## Your goal
Filter this material down to the lines that contain the string "index", and return those lines.

## Exercise data
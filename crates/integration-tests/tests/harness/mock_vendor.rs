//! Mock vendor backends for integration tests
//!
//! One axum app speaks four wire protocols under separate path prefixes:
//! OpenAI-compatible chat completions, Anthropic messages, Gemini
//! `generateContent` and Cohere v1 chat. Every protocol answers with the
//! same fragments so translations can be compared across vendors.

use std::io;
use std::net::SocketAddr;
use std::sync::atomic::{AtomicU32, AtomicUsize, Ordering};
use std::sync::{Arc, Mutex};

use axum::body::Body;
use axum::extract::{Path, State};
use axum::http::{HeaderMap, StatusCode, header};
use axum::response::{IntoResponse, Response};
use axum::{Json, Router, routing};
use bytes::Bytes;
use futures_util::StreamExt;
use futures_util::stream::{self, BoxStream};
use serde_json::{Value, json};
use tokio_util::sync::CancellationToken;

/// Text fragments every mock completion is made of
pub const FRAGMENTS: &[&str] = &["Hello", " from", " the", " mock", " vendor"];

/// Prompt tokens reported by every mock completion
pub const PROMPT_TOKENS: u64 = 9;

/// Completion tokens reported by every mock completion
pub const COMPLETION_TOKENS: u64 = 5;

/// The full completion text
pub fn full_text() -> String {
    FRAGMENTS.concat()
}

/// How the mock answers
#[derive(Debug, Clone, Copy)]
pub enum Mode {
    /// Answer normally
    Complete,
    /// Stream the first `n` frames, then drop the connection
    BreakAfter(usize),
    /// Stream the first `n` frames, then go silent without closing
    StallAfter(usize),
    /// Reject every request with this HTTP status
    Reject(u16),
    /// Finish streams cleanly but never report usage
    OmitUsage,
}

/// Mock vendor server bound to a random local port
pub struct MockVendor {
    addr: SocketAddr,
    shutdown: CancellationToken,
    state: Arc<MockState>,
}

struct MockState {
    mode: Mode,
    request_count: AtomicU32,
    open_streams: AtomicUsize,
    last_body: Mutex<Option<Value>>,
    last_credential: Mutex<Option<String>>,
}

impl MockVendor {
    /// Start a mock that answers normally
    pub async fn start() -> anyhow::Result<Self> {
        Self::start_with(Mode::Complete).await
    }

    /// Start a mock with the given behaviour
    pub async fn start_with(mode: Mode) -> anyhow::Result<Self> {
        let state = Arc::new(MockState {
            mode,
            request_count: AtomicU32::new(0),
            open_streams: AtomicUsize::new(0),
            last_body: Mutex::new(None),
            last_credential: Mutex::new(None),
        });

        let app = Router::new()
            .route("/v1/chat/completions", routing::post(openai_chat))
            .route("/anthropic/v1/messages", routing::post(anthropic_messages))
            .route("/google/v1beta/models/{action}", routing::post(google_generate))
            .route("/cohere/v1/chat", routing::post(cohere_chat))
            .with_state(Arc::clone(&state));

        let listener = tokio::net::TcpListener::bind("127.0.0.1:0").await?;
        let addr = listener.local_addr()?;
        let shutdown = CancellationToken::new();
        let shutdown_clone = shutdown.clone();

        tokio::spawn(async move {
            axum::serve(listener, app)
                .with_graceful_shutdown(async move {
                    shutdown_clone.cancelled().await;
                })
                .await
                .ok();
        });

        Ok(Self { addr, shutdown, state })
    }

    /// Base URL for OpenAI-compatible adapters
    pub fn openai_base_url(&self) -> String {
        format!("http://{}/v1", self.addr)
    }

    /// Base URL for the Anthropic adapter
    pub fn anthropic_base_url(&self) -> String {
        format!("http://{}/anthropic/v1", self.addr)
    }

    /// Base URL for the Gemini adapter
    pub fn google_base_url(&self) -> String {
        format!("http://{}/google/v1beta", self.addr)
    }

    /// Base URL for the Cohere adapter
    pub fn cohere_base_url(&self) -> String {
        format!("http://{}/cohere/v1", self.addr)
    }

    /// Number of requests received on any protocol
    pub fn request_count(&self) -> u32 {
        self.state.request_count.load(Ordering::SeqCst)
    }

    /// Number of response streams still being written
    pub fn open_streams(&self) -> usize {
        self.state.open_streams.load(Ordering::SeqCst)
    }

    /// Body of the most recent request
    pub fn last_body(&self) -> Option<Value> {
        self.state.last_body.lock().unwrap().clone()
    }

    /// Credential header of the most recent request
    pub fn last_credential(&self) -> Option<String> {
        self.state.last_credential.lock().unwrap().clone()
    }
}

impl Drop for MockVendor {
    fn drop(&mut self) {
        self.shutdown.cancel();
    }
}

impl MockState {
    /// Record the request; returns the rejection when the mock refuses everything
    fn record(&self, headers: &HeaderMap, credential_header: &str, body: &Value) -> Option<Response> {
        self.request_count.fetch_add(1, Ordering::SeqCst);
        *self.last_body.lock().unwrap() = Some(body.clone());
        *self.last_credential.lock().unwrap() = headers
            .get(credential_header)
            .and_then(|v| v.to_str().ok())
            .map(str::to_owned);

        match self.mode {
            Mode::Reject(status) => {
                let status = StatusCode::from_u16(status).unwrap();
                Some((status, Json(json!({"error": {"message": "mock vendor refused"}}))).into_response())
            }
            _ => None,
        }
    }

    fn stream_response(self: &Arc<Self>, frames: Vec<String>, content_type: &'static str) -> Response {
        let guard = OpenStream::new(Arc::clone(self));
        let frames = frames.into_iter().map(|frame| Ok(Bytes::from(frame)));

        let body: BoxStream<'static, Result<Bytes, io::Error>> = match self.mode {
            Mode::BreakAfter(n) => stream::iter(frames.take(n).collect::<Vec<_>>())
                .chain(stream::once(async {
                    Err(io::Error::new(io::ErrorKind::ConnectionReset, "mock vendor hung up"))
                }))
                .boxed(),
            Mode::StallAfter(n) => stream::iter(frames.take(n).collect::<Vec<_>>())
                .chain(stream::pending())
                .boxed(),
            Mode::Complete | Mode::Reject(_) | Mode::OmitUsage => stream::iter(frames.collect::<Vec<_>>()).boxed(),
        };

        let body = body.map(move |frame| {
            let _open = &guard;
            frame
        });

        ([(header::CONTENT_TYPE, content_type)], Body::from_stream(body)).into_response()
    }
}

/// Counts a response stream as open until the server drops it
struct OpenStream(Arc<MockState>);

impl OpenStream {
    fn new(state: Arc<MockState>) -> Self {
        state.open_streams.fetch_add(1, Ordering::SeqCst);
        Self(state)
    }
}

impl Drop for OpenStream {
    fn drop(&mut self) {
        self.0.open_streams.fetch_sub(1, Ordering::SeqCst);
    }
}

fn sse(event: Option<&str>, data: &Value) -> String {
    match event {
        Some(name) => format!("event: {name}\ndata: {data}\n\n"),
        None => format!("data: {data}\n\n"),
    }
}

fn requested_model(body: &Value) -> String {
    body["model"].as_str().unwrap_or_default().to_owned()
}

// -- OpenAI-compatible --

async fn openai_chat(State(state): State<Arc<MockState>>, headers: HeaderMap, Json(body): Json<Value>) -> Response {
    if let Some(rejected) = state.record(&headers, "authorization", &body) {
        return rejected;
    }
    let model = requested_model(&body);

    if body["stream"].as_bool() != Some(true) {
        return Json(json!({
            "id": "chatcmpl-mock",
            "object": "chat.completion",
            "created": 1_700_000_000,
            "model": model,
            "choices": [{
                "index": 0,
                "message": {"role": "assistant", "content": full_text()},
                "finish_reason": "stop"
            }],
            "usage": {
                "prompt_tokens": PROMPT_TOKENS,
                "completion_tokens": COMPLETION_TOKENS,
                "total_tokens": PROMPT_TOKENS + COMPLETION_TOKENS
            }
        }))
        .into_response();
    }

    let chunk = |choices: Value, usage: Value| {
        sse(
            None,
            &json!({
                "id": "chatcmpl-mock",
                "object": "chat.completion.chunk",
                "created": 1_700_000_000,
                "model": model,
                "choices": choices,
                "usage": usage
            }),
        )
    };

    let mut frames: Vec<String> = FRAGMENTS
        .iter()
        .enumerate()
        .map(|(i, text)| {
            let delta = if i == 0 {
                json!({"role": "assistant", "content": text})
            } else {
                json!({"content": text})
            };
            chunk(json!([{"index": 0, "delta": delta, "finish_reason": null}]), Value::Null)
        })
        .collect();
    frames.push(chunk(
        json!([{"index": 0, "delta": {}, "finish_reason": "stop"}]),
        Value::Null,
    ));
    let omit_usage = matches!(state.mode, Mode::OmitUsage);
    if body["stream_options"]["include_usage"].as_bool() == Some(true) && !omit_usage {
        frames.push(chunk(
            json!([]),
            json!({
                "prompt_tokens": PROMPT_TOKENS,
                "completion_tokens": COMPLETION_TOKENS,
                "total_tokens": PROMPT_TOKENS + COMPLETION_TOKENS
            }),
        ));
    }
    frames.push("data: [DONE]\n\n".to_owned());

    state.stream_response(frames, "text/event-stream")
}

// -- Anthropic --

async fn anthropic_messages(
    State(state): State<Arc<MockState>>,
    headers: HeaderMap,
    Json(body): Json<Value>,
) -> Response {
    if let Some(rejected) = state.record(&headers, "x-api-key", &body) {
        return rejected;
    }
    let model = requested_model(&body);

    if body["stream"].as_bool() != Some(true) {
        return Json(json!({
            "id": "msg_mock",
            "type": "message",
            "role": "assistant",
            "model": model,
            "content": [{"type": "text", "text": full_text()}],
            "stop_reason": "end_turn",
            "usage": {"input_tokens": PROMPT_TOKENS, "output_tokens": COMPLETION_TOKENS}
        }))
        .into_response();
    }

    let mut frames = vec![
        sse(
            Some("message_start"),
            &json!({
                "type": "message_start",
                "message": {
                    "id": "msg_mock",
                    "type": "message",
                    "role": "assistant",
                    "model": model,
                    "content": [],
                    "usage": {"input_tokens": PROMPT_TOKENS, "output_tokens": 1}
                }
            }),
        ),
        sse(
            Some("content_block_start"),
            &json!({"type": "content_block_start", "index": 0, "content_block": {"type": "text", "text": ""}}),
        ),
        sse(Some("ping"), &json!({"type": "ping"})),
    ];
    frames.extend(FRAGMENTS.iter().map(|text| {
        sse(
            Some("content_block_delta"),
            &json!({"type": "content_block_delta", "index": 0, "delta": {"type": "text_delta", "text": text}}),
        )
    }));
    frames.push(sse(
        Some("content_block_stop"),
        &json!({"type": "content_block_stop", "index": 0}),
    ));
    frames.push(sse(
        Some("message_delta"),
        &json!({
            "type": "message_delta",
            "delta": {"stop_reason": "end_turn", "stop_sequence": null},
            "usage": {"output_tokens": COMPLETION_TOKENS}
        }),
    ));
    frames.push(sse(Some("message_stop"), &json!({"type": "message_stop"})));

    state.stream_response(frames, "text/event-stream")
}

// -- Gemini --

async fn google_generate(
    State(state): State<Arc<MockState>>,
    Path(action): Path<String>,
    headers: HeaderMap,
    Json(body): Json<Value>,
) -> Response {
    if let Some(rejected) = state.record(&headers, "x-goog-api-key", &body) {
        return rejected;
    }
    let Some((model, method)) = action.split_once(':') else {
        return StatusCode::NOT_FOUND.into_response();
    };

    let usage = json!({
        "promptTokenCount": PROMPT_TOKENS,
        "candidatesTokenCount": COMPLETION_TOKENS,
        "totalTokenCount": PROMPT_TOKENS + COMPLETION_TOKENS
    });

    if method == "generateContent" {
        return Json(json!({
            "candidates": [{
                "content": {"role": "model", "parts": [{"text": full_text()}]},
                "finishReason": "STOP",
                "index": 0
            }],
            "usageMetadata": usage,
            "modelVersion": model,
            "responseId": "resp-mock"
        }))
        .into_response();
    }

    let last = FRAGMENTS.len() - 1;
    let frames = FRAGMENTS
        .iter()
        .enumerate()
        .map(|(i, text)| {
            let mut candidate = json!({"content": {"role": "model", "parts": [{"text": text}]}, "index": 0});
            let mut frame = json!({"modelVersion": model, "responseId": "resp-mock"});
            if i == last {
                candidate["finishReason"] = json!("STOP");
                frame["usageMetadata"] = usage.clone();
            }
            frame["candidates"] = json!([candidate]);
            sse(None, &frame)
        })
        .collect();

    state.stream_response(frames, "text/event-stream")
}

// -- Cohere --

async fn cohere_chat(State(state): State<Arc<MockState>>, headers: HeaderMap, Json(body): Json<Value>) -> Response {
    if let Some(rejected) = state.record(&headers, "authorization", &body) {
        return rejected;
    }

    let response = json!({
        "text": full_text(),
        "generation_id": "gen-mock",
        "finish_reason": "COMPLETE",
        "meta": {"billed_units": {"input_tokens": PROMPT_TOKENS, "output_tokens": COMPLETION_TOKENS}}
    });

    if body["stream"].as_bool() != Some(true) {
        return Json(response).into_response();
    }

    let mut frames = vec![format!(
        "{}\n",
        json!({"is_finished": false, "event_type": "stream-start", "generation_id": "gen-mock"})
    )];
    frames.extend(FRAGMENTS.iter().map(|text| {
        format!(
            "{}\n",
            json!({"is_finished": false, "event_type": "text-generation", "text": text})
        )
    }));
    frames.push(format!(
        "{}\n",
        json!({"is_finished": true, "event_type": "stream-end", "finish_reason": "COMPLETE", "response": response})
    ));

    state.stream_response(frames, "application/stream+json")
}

## Solution to the problem
                "index": 0,
            chunk(json!([{"index": 0, "delta": delta, "finish_reason": null}]), Value::Null)
        json!([{"index": 0, "delta": {}, "finish_reason": "stop"}]),
            &json!({"type": "content_block_start", "index": 0, "content_block": {"type": "text", "text": ""}}),
            &json!({"type": "content_block_delta", "index": 0, "delta": {"type": "text_delta", "text": text}}),
        &json!({"type": "content_block_stop", "index": 0}),
                "index": 0
            let mut candidate = json!({"content": {"role": "model", "parts": [{"text": text}]}, "index": 0});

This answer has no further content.